Answering questions Friday from a group of journalists assembled for his annual end-of-year press conference, Mr. Putin said that Democrats are wrong to blame “outside factors” for Hillary Clinton’s loss last month to Republican candidate Donald Trump.
Democrats “are losing on all fronts and looking for scapegoats on whom to lay the blame,” Mr. Putin told reporters, as translated by the Kremlin.
“I think that this is an affront to their own dignity. It is important to know how to lose gracefully,” he added.
Asked specifically to comment on Russia being blamed for using state-sponsored hacking to influence the results of the recent White House race, Mr. Putin denied responsibility before applauding the outcome of very campaign he’s accused of ordering.

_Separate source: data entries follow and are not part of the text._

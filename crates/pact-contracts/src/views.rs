//! Pure derivations over a loaded contract list.

use std::cmp::Ordering;

use chrono::{DateTime, Utc};
use pact_core::{Contract, ContractStatus};

/// Pending contracts the actor made.
pub fn my_active<'a>(contracts: &'a [Contract], actor_id: &str) -> Vec<&'a Contract> {
    contracts
        .iter()
        .filter(|contract| {
            contract.owner_id == actor_id && contract.status == ContractStatus::Pending
        })
        .collect()
}

/// Pending contracts the actor has to judge.
pub fn partner_active<'a>(contracts: &'a [Contract], actor_id: &str) -> Vec<&'a Contract> {
    contracts
        .iter()
        .filter(|contract| {
            contract.partner_id == actor_id && contract.status == ContractStatus::Pending
        })
        .collect()
}

/// Settled contracts the actor made, most recently completed first.
/// Records without a completion date go last, then ties break by id.
pub fn history<'a>(contracts: &'a [Contract], actor_id: &str) -> Vec<&'a Contract> {
    let mut settled: Vec<&Contract> = contracts
        .iter()
        .filter(|contract| contract.owner_id == actor_id && contract.is_complete())
        .collect();
    settled.sort_by(|a, b| by_completion_desc(a, b));
    settled
}

pub fn overdue(contracts: &[Contract], now: DateTime<Utc>) -> Vec<&Contract> {
    contracts
        .iter()
        .filter(|contract| contract.is_overdue(now))
        .collect()
}

fn by_completion_desc(a: &Contract, b: &Contract) -> Ordering {
    let dates = match (a.completed_date, b.completed_date) {
        (Some(x), Some(y)) => y.cmp(&x),
        (Some(_), None) => Ordering::Less,
        (None, Some(_)) => Ordering::Greater,
        (None, None) => Ordering::Equal,
    };
    dates.then_with(|| a.id.cmp(&b.id))
}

“These days, it is very easy to designate a random country as the source of attack while being in a completely different location,” Mr. Putin said of the hackers. “But is this important? I think the most important thing is the information that the hackers revealed to the public,” he added.
Mr. Putin’s response was hardly the first time he deferred blame since being formally accused by the U.S. intelligence community in October of interfering with the presidential election process, notwithstanding mounting evidence implicating the Kremlin in committing a slew of politically motivated cyberattacks.
Security experts believe state-sponsored hackers successfully penetrated the DNC in addition to the email accounts of Mrs. Clinton’s presidential campaign manager, John Podesta, before passing along their contents to WikiLeaks for publication prior to the Nov. 8 election. President Obama said last week that he has “great confidence” in intelligence reports that links those hacks and others to Russian actors, and said their actions were aimed at having Mr. Trump win the White House race.
“This happened at the highest levels of the Russian government,” Mr. Obama said last week of the hacks, adding that “not much happens in Russia without Vladimir Putin.”
Despite denying responsibility, Mr. Putin praised the hacks as recently as during Friday’s press conference when he touted leaked DNC emails having led to the resignation of the party’s former chair, Debbie Wasserman Schultz.
“What is the best proof that the hackers uncovered truthful information? The proof is that after the hackers demonstrated how public opinion had been manipulated within the Democratic Party, against one candidate rather than the other, against candidate Sanders, the Democratic National Committee Chairperson resigned. This means she admitted that the hackers revealed the truth,” Mr. Putin said Friday.
A day earlier, CrowdStrike, a security firm hired to examine the DNC breach, said the perpetrators used a specific strain of malware that has been “exclusively” used for nearly a decade in cyberattacks already attributed to Russia, including a previously undisclosed hacking campaign waged in recent months against the Ukrainian military.
Investigators believe Mr. Podesta’s email was hacked in March 2016, and the DNC breached the following month. The U.S. intelligence community didn’t formally blame Russia until six months later, roughly four weeks before Mr. Trump was elected president.
Mr. Trump has publicly doubted the intelligence community’s assessment with respect to the Russian government’s role, however, and infamously said in September that the hacker “could be somebody sitting on their bed that weighs 400 pounds.”
“Maybe somebody just did it from their couch or bed,” Mr. Putin agreed Friday.